What you need to do -
Retype the records that follow, every line exactly as written.

Task input -
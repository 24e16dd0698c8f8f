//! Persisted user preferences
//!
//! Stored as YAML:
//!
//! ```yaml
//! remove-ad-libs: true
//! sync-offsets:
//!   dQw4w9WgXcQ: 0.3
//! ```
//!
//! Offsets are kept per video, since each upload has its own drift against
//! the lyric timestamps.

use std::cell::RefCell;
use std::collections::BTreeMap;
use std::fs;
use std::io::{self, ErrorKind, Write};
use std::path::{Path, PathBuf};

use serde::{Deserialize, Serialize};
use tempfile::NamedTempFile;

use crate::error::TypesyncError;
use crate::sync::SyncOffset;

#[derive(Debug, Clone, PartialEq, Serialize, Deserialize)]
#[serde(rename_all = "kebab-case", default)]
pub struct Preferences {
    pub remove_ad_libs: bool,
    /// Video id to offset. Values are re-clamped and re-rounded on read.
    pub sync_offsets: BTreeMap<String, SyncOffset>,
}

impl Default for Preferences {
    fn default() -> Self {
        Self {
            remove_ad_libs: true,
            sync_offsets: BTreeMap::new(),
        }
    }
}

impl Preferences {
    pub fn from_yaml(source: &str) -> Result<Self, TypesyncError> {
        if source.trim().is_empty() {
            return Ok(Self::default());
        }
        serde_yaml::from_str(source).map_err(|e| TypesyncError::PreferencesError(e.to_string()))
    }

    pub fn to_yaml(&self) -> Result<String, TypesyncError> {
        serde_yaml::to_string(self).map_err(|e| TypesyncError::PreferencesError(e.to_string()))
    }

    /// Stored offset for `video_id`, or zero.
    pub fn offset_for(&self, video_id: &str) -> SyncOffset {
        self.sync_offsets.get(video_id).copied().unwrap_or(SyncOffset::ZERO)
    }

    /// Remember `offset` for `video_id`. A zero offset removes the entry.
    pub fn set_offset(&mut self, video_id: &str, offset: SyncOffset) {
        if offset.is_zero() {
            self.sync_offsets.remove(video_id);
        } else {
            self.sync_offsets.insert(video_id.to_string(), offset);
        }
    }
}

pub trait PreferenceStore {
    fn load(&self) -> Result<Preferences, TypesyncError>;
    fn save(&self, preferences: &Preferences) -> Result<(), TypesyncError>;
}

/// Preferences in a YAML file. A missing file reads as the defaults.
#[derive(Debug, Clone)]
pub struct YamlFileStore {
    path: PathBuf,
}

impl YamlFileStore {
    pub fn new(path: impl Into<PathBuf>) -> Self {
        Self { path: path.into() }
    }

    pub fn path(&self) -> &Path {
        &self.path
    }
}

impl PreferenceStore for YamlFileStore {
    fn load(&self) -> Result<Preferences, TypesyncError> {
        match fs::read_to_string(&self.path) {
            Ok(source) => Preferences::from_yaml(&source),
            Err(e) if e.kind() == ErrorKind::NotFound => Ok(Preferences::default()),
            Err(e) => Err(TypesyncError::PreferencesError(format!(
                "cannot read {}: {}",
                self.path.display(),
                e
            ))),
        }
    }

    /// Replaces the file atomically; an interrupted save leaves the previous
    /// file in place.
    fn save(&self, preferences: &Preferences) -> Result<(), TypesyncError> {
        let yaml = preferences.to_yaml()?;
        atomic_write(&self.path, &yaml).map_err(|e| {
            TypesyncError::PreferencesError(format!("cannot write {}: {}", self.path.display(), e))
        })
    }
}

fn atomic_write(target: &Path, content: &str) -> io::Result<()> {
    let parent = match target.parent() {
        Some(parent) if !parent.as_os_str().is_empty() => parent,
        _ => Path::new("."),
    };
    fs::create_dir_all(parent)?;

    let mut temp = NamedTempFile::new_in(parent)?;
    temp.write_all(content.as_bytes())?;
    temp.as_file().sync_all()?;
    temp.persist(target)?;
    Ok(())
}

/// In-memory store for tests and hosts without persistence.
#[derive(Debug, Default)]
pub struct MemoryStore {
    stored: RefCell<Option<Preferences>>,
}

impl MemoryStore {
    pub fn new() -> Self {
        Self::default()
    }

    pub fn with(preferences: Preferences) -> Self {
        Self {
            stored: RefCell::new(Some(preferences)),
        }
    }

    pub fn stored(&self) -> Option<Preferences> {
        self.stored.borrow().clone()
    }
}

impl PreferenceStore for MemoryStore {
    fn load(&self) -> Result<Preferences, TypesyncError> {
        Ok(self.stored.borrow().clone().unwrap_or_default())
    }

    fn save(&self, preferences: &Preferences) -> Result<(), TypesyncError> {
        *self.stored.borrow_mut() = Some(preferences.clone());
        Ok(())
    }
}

The answer -
repository 24e16dd0698c8f8f
//! Persisted user preferences
//!
//! Stored as YAML:
//!
//! ```yaml
//! remove-ad-libs: true
//! sync-offsets:
//!   dQw4w9WgXcQ: 0.3
//! ```
//!
//! Offsets are kept per video, since each upload has its own drift against
//! the lyric timestamps.

use std::cell::RefCell;
use std::collections::BTreeMap;
use std::fs;
use std::io::{self, ErrorKind, Write};
use std::path::{Path, PathBuf};

use serde::{Deserialize, Serialize};
use tempfile::NamedTempFile;

use crate::error::TypesyncError;
use crate::sync::SyncOffset;

#[derive(Debug, Clone, PartialEq, Serialize, Deserialize)]
#[serde(rename_all = "kebab-case", default)]
pub struct Preferences {
    pub remove_ad_libs: bool,
    /// Video id to offset. Values are re-clamped and re-rounded on read.
    pub sync_offsets: BTreeMap<String, SyncOffset>,
}

impl Default for Preferences {
    fn default() -> Self {
        Self {
            remove_ad_libs: true,
            sync_offsets: BTreeMap::new(),
        }
    }
}

impl Preferences {
    pub fn from_yaml(source: &str) -> Result<Self, TypesyncError> {
        if source.trim().is_empty() {
            return Ok(Self::default());
        }
        serde_yaml::from_str(source).map_err(|e| TypesyncError::PreferencesError(e.to_string()))
    }

    pub fn to_yaml(&self) -> Result<String, TypesyncError> {
        serde_yaml::to_string(self).map_err(|e| TypesyncError::PreferencesError(e.to_string()))
    }

    /// Stored offset for `video_id`, or zero.
    pub fn offset_for(&self, video_id: &str) -> SyncOffset {
        self.sync_offsets.get(video_id).copied().unwrap_or(SyncOffset::ZERO)
    }

    /// Remember `offset` for `video_id`. A zero offset removes the entry.
    pub fn set_offset(&mut self, video_id: &str, offset: SyncOffset) {
        if offset.is_zero() {
            self.sync_offsets.remove(video_id);
        } else {
            self.sync_offsets.insert(video_id.to_string(), offset);
        }
    }
}

pub trait PreferenceStore {
    fn load(&self) -> Result<Preferences, TypesyncError>;
    fn save(&self, preferences: &Preferences) -> Result<(), TypesyncError>;
}

/// Preferences in a YAML file. A missing file reads as the defaults.
#[derive(Debug, Clone)]
pub struct YamlFileStore {
    path: PathBuf,
}

impl YamlFileStore {
    pub fn new(path: impl Into<PathBuf>) -> Self {
        Self { path: path.into() }
    }

    pub fn path(&self) -> &Path {
        &self.path
    }
}

impl PreferenceStore for YamlFileStore {
    fn load(&self) -> Result<Preferences, TypesyncError> {
        match fs::read_to_string(&self.path) {
            Ok(source) => Preferences::from_yaml(&source),
            Err(e) if e.kind() == ErrorKind::NotFound => Ok(Preferences::default()),
            Err(e) => Err(TypesyncError::PreferencesError(format!(
                "cannot read {}: {}",
                self.path.display(),
                e
            ))),
        }
    }

    /// Replaces the file atomically; an interrupted save leaves the previous
    /// file in place.
    fn save(&self, preferences: &Preferences) -> Result<(), TypesyncError> {
        let yaml = preferences.to_yaml()?;
        atomic_write(&self.path, &yaml).map_err(|e| {
            TypesyncError::PreferencesError(format!("cannot write {}: {}", self.path.display(), e))
        })
    }
}

fn atomic_write(target: &Path, content: &str) -> io::Result<()> {
    let parent = match target.parent() {
        Some(parent) if !parent.as_os_str().is_empty() => parent,
        _ => Path::new("."),
    };
    fs::create_dir_all(parent)?;

    let mut temp = NamedTempFile::new_in(parent)?;
    temp.write_all(content.as_bytes())?;
    temp.as_file().sync_all()?;
    temp.persist(target)?;
    Ok(())
}

/// In-memory store for tests and hosts without persistence.
#[derive(Debug, Default)]
pub struct MemoryStore {
    stored: RefCell<Option<Preferences>>,
}

impl MemoryStore {
    pub fn new() -> Self {
        Self::default()
    }

    pub fn with(preferences: Preferences) -> Self {
        Self {
            stored: RefCell::new(Some(preferences)),
        }
    }

    pub fn stored(&self) -> Option<Preferences> {
        self.stored.borrow().clone()
    }
}

impl PreferenceStore for MemoryStore {
    fn load(&self) -> Result<Preferences, TypesyncError> {
        Ok(self.stored.borrow().clone().unwrap_or_default())
    }

    fn save(&self, preferences: &Preferences) -> Result<(), TypesyncError> {
        *self.stored.borrow_mut() = Some(preferences.clone());
        Ok(())
    }
}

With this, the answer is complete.